— TASK PROMPT —
What is needed here is every line of the records that includes "SqlitePool".

— RECORDS TO USE —
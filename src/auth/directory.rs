//! User directory: persistence of user records keyed by provider subject id

use async_trait::async_trait;
use sqlx::SqlitePool;
use thiserror::Error;
use tracing::{debug, error, info};

use super::errors::AuthError;
use super::models::{NewUser, User};
use crate::common::{generate_user_id, safe_email_log};

pub const GOOGLE_PROVIDER: &str = "google";

#[derive(Debug, Error)]
pub enum DirectoryError {
    #[error("database error: {0}")]
    Database(#[from] sqlx::Error),

    #[error("created user {0} could not be read back")]
    MissingAfterInsert(String),
}

impl DirectoryError {
    /// The record collided with an existing one on a unique key
    pub fn is_duplicate(&self) -> bool {
        matches!(self, DirectoryError::Database(sqlx::Error::Database(db)) if db.is_unique_violation())
    }

    /// Recognized processing-failure signatures.
    ///
    /// Integrity and decoding problems are failures of processing the record;
    /// connectivity, pool exhaustion and the like are left unclassified.
    pub fn is_processing_failure(&self) -> bool {
        match self {
            DirectoryError::MissingAfterInsert(_) => true,
            DirectoryError::Database(e) => match e {
                sqlx::Error::Database(db) => db.is_unique_violation(),
                sqlx::Error::ColumnDecode { .. }
                | sqlx::Error::ColumnNotFound(_)
                | sqlx::Error::Decode(_)
                | sqlx::Error::TypeNotFound { .. } => true,
                _ => false,
            },
        }
    }
}

impl From<DirectoryError> for AuthError {
    fn from(err: DirectoryError) -> Self {
        if err.is_processing_failure() {
            AuthError::ProcessingFailure(err.to_string())
        } else {
            AuthError::Fault(err.into())
        }
    }
}

/// The two directory operations the authentication core consumes
#[async_trait]
pub trait UserDirectory: Send + Sync {
    async fn find_by_provider_subject_id(
        &self,
        subject_id: &str,
    ) -> Result<Option<User>, DirectoryError>;

    async fn create(&self, new_user: NewUser) -> Result<User, DirectoryError>;
}

/// SQLite-backed user directory
pub struct SqliteUserDirectory {
    db: SqlitePool,
}

impl SqliteUserDirectory {
    pub fn new(db: SqlitePool) -> Self {
        Self { db }
    }

    /// Used by `/api/me`; not part of the authentication flows
    pub async fn find_by_id(&self, id: &str) -> Result<Option<User>, DirectoryError> {
        let user = sqlx::query_as::<_, User>("SELECT * FROM users WHERE id = ?")
            .bind(id)
            .fetch_optional(&self.db)
            .await?;
        Ok(user)
    }
}

#[async_trait]
impl UserDirectory for SqliteUserDirectory {
    async fn find_by_provider_subject_id(
        &self,
        subject_id: &str,
    ) -> Result<Option<User>, DirectoryError> {
        let user = sqlx::query_as::<_, User>(
            "SELECT * FROM users WHERE provider = ? AND provider_id = ?",
        )
        .bind(GOOGLE_PROVIDER)
        .bind(subject_id)
        .fetch_optional(&self.db)
        .await
        .map_err(|e| {
            error!(
                error = %e,
                provider = GOOGLE_PROVIDER,
                provider_id = %subject_id,
                "Database error looking up user by provider id"
            );
            e
        })?;

        debug!(
            provider = GOOGLE_PROVIDER,
            provider_id = %subject_id,
            found = user.is_some(),
            "User lookup by provider id"
        );
        Ok(user)
    }

    async fn create(&self, new_user: NewUser) -> Result<User, DirectoryError> {
        let id = generate_user_id();

        // No OR IGNORE: a concurrent duplicate must surface as a unique violation
        sqlx::query(
            "INSERT INTO users (id, email, name, avatar, provider, provider_id) VALUES (?, ?, ?, ?, ?, ?)",
        )
        .bind(&id)
        .bind(&new_user.email)
        .bind(&new_user.name)
        .bind(new_user.avatar.as_deref())
        .bind(GOOGLE_PROVIDER)
        .bind(&new_user.provider_subject_id)
        .execute(&self.db)
        .await
        .map_err(|e| {
            error!(
                error = %e,
                user_id = %id,
                email = %safe_email_log(&new_user.email),
                provider = GOOGLE_PROVIDER,
                "Database error inserting new user"
            );
            e
        })?;

        let user = self
            .find_by_id(&id)
            .await?
            .ok_or_else(|| DirectoryError::MissingAfterInsert(id.clone()))?;

        info!(
            user_id = %user.id,
            email = %safe_email_log(&user.email),
            provider = GOOGLE_PROVIDER,
            "New user account created"
        );
        Ok(user)
    }
}
// Error handling types for the API

use axum::{http::StatusCode, response::IntoResponse, Json};
use serde::Serialize;
use std::fmt;
use tracing::error;

use crate::auth::errors::AuthError;

/// API error types
#[derive(Debug)]
pub enum ApiError {
    BadRequest(String),
    Unauthorized(String),
    NotFound(String),
    Conflict(String),
    ProcessingError(String),
    InternalServer(String),
    DatabaseError(sqlx::Error),
    /// Anything the domain layer could not classify; details are logged, not returned
    Unhandled(anyhow::Error),
}

impl fmt::Display for ApiError {
    fn fmt(&self, f: &mut fmt::Formatter<'_>) -> fmt::Result {
        match self {
            ApiError::BadRequest(msg) => write!(f, "Bad Request: {}", msg),
            ApiError::Unauthorized(msg) => write!(f, "Unauthorized: {}", msg),
            ApiError::NotFound(msg) => write!(f, "Not Found: {}", msg),
            ApiError::Conflict(msg) => write!(f, "Conflict: {}", msg),
            ApiError::ProcessingError(msg) => write!(f, "Processing Error: {}", msg),
            ApiError::InternalServer(msg) => write!(f, "Internal Server Error: {}", msg),
            ApiError::DatabaseError(e) => write!(f, "Database Error: {}", e),
            ApiError::Unhandled(e) => write!(f, "Unhandled Error: {}", e),
        }
    }
}

/// JSON error response structure
#[derive(Serialize)]
pub struct ErrorResponse {
    pub error: String,
    pub code: String,
}

impl IntoResponse for ApiError {
    fn into_response(self) -> axum::response::Response {
        let (status, error_message, code) = match self {
            ApiError::BadRequest(msg) => (StatusCode::BAD_REQUEST, msg, "BAD_REQUEST"),
            ApiError::Unauthorized(msg) => (StatusCode::UNAUTHORIZED, msg, "UNAUTHORIZED"),
            ApiError::NotFound(msg) => (StatusCode::NOT_FOUND, msg, "NOT_FOUND"),
            ApiError::Conflict(msg) => (StatusCode::CONFLICT, msg, "CONFLICT"),
            ApiError::ProcessingError(msg) => {
                (StatusCode::INTERNAL_SERVER_ERROR, msg, "PROCESSING_ERROR")
            }
            ApiError::InternalServer(msg) => (
                StatusCode::INTERNAL_SERVER_ERROR,
                msg,
                "INTERNAL_SERVER_ERROR",
            ),
            ApiError::DatabaseError(e) => {
                error!(error = %e, "Database error occurred");
                (
                    StatusCode::INTERNAL_SERVER_ERROR,
                    "Database operation failed".to_string(),
                    "DATABASE_ERROR",
                )
            }
            ApiError::Unhandled(e) => {
                error!(error = ?e, "Unhandled error reached the generic error handler");
                (
                    StatusCode::INTERNAL_SERVER_ERROR,
                    "Internal server error".to_string(),
                    "INTERNAL_SERVER_ERROR",
                )
            }
        };

        let error_response = ErrorResponse {
            error: error_message,
            code: code.to_string(),
        };

        (status, Json(error_response)).into_response()
    }
}

/// Controller-facing mapping of authentication outcomes to transport errors.
///
/// Named kinds get a stable message independent of provider text; unclassified
/// faults are forwarded to the generic handler untouched.
impl From<AuthError> for ApiError {
    fn from(err: AuthError) -> Self {
        match err {
            AuthError::MissingCredential => {
                ApiError::BadRequest("authentication token is required".to_string())
            }
            AuthError::InvalidCredential => {
                ApiError::Unauthorized("invalid authentication token".to_string())
            }
            AuthError::ExpiredCredential => {
                ApiError::Unauthorized("authentication token has expired".to_string())
            }
            AuthError::UserAlreadyExists => {
                ApiError::Conflict("user already exists, please sign in".to_string())
            }
            AuthError::UserNotFound => {
                ApiError::NotFound("user not found, please sign up first".to_string())
            }
            AuthError::ProcessingFailure(detail) => {
                error!(detail = %detail, "Authentication processing failure");
                ApiError::ProcessingError("failed to process authentication".to_string())
            }
            AuthError::Fault(e) => ApiError::Unhandled(e),
        }
    }
}

#[cfg(test)]
mod tests {
    use super::*;

    fn status_of(err: AuthError) -> StatusCode {
        ApiError::from(err).into_response().status()
    }

    #[test]
    fn test_auth_error_status_mapping() {
        assert_eq!(status_of(AuthError::MissingCredential), StatusCode::BAD_REQUEST);
        assert_eq!(status_of(AuthError::InvalidCredential), StatusCode::UNAUTHORIZED);
        assert_eq!(status_of(AuthError::ExpiredCredential), StatusCode::UNAUTHORIZED);
        assert_eq!(status_of(AuthError::UserAlreadyExists), StatusCode::CONFLICT);
        assert_eq!(status_of(AuthError::UserNotFound), StatusCode::NOT_FOUND);
        assert_eq!(
            status_of(AuthError::ProcessingFailure("decode".into())),
            StatusCode::INTERNAL_SERVER_ERROR
        );
    }

    #[test]
    fn test_unclassified_fault_goes_to_generic_handler() {
        let api_err = ApiError::from(AuthError::Fault(anyhow::anyhow!("connection reset")));
        assert!(matches!(api_err, ApiError::Unhandled(_)));
        assert_eq!(
            api_err.into_response().status(),
            StatusCode::INTERNAL_SERVER_ERROR
        );
    }
}
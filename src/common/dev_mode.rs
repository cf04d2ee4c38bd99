// src/common/dev_mode.rs
//! Development mode configuration and utilities
//! Allows bypassing authentication for testing purposes, but only when a
//! test user identity is configured alongside the flag.

use std::env;

#[derive(Debug, Clone, Default)]
pub struct DevModeConfig {
    /// Raw `AUTH_DISABLED` flag (or CLI override)
    pub auth_disabled: bool,
    /// Identity substituted for every request while the bypass is active
    pub test_user_id: Option<String>,
}

impl DevModeConfig {
    pub fn from_env() -> Self {
        let auth_disabled = env::var("AUTH_DISABLED")
            .unwrap_or_else(|_| "false".to_string())
            .trim()
            .eq_ignore_ascii_case("true");

        let test_user_id = env::var("TEST_USER_ID").ok();

        Self::new(auth_disabled, test_user_id)
    }

    pub fn new(auth_disabled: bool, test_user_id: Option<String>) -> Self {
        let test_user_id = test_user_id
            .map(|id| id.trim().to_string())
            .filter(|id| !id.is_empty());

        Self {
            auth_disabled,
            test_user_id,
        }
    }

    /// Returns the test user id when the bypass is fully configured.
    ///
    /// The flag alone never disables authentication.
    pub fn bypass_user(&self) -> Option<&str> {
        if self.auth_disabled {
            self.test_user_id.as_deref()
        } else {
            None
        }
    }

    pub fn is_enabled(&self) -> bool {
        self.bypass_user().is_some()
    }
}

/// Print dev mode status on startup
pub fn print_dev_mode_status(config: &DevModeConfig) {
    match config.bypass_user() {
        Some(user_id) => {
            println!("⚠️  🔓 DEV MODE ENABLED 🔓 ⚠️");
            println!("   Authentication bypassed for testing");
            println!("   Test User: {}", user_id);
            println!("   ⚠️  DO NOT USE IN PRODUCTION ⚠️");
            println!();
        }
        None if config.auth_disabled => {
            println!("⚠️  AUTH_DISABLED is set but TEST_USER_ID is missing");
            println!("   Authentication remains enforced");
            println!();
        }
        None => println!("🔒 Production mode - Authentication required"),
    }
}

/// CLI argument parsing for dev mode
pub fn parse_dev_mode_args<I>(args: I) -> Option<bool>
where
    I: IntoIterator<Item = String>,
{
    for arg in args {
        match arg.as_str() {
            "--dev" | "--dev-mode" => return Some(true),
            "--no-dev" | "--prod" | "--production" => return Some(false),
            _ => {}
        }
    }

    None
}

/// Override the bypass flag from CLI args
pub fn apply_cli_override(mut config: DevModeConfig) -> DevModeConfig {
    if let Some(cli_dev_mode) = parse_dev_mode_args(env::args()) {
        println!("🔧 CLI override: AUTH_DISABLED = {}", cli_dev_mode);
        config.auth_disabled = cli_dev_mode;
    }

    config
}
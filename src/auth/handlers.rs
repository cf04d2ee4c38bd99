//! Authentication handlers

use axum::{
    extract::{Extension, Json},
    http::StatusCode,
};
use std::sync::Arc;
use tracing::{debug, info, warn};

use super::errors::AuthError;
use super::extractors::AuthedUser;
use super::models::{AuthResponse, GoogleIdTokenPayload, User};
use crate::common::{ApiError, AppState};

/// POST /api/auth/google/signup
/// Creates an account for a Google identity seen for the first time
///
/// # Request Body
/// ```json
/// {
///   "id_token": "<google id token>"
/// }
/// ```
///
/// # Response (201)
/// ```json
/// {
///   "token": "<jwt token>",
///   "expires_at": "<rfc3339>",
///   "user": { ... }
/// }
/// ```
pub async fn google_sign_up(
    Extension(state): Extension<Arc<AppState>>,
    payload: Option<Json<GoogleIdTokenPayload>>,
) -> Result<(StatusCode, Json<AuthResponse>), ApiError> {
    info!("🔐 Received Google sign-up request");
    let payload = payload.map(|Json(p)| p).unwrap_or_default();

    let outcome = state
        .auth_service
        .sign_up_with_google(payload.id_token.as_deref())
        .await?;

    Ok((StatusCode::CREATED, Json(outcome.into())))
}

/// POST /api/auth/google/signin
/// Signs in an existing account; same body and response shape as sign-up
pub async fn google_sign_in(
    Extension(state): Extension<Arc<AppState>>,
    payload: Option<Json<GoogleIdTokenPayload>>,
) -> Result<Json<AuthResponse>, ApiError> {
    info!("🔐 Received Google sign-in request");
    let payload = payload.map(|Json(p)| p).unwrap_or_default();

    let outcome = state
        .auth_service
        .sign_in_with_google(payload.id_token.as_deref())
        .await?;

    Ok(Json(outcome.into()))
}

/// GET /api/me
/// Returns the current authenticated user's information
pub async fn me_handler(
    Extension(state): Extension<Arc<AppState>>,
    authed: AuthedUser,
) -> Result<Json<serde_json::Value>, ApiError> {
    let user = state
        .users
        .find_by_id(&authed.id)
        .await
        .map_err(AuthError::from)?;

    let user = match user {
        Some(u) => u,
        // In dev mode the test user need not exist in the database
        None if authed.bypassed => {
            debug!(user_id = %authed.id, "DEV MODE: returning synthetic test user");
            test_user(&authed.id)
        }
        None => {
            warn!(user_id = %authed.id, "Authenticated user not found in database");
            return Err(ApiError::NotFound("user not found".to_string()));
        }
    };

    Ok(Json(serde_json::json!({ "user": user })))
}

/// POST /api/auth/logout
/// Sessions are stateless JWTs, so logout is completed client-side
///
/// # Response
/// ```json
/// {
///   "message": "Logout successful"
/// }
/// ```
pub async fn logout_handler(
    Extension(state): Extension<Arc<AppState>>,
    authed: AuthedUser,
) -> Result<Json<serde_json::Value>, ApiError> {
    state.auth_service.logout(&authed).await?;
    Ok(Json(serde_json::json!({
        "message": "Logout successful"
    })))
}

/// GET /api/health
pub async fn health_handler(
    Extension(state): Extension<Arc<AppState>>,
) -> Result<Json<serde_json::Value>, ApiError> {
    sqlx::query("SELECT 1")
        .execute(&state.db)
        .await
        .map_err(ApiError::DatabaseError)?;

    Ok(Json(serde_json::json!({
        "status": "ok",
        "dev_mode": state.dev_mode.is_enabled(),
    })))
}

fn test_user(id: &str) -> User {
    User {
        id: id.to_string(),
        email: "dev@test.com".to_string(),
        name: "Dev User".to_string(),
        avatar: None,
        provider: "dev".to_string(),
        provider_id: id.to_string(),
        created_at: None,
    }
}
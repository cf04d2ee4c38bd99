// src/common/migrations.rs
//! Database migration and schema management

use sqlx::SqlitePool;
use std::env;
use tracing::{info, warn};

/// Run all database migrations
///
/// Tables are created if missing; `RESET_DB=true` drops them first.
pub async fn run_migrations(pool: &SqlitePool) -> Result<(), sqlx::Error> {
    let should_reset_db = env::var("RESET_DB").unwrap_or_else(|_| "false".to_string()) == "true";

    if should_reset_db {
        warn!("⚠️  RESET_DB=true - Dropping all tables and recreating schema...");
        drop_all_tables(pool).await?;
        info!("✅ Dropped old tables");
    }

    create_core_tables(pool).await?;
    create_indexes(pool).await?;

    info!("✅ Database schema ready");
    Ok(())
}

async fn drop_all_tables(pool: &SqlitePool) -> Result<(), sqlx::Error> {
    sqlx::query("DROP TABLE IF EXISTS users")
        .execute(pool)
        .await?;
    Ok(())
}

pub async fn create_core_tables(pool: &SqlitePool) -> Result<(), sqlx::Error> {
    sqlx::query(
        r#"
        CREATE TABLE IF NOT EXISTS users (
            id TEXT PRIMARY KEY,
            email TEXT NOT NULL,
            name TEXT NOT NULL,
            avatar TEXT,
            provider TEXT NOT NULL,
            provider_id TEXT NOT NULL,
            created_at TEXT DEFAULT (datetime('now')),
            UNIQUE (provider, provider_id)
        )
        "#,
    )
    .execute(pool)
    .await?;

    Ok(())
}

async fn create_indexes(pool: &SqlitePool) -> Result<(), sqlx::Error> {
    sqlx::query("CREATE INDEX IF NOT EXISTS idx_users_email ON users(email)")
        .execute(pool)
        .await?;
    Ok(())
}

— WORKED SOLUTION —
use sqlx::SqlitePool;
    db: SqlitePool,
    pub fn new(db: SqlitePool) -> Self {
use sqlx::SqlitePool;
pub async fn run_migrations(pool: &SqlitePool) -> Result<(), sqlx::Error> {
async fn drop_all_tables(pool: &SqlitePool) -> Result<(), sqlx::Error> {
pub async fn create_core_tables(pool: &SqlitePool) -> Result<(), sqlx::Error> {
async fn create_indexes(pool: &SqlitePool) -> Result<(), sqlx::Error> {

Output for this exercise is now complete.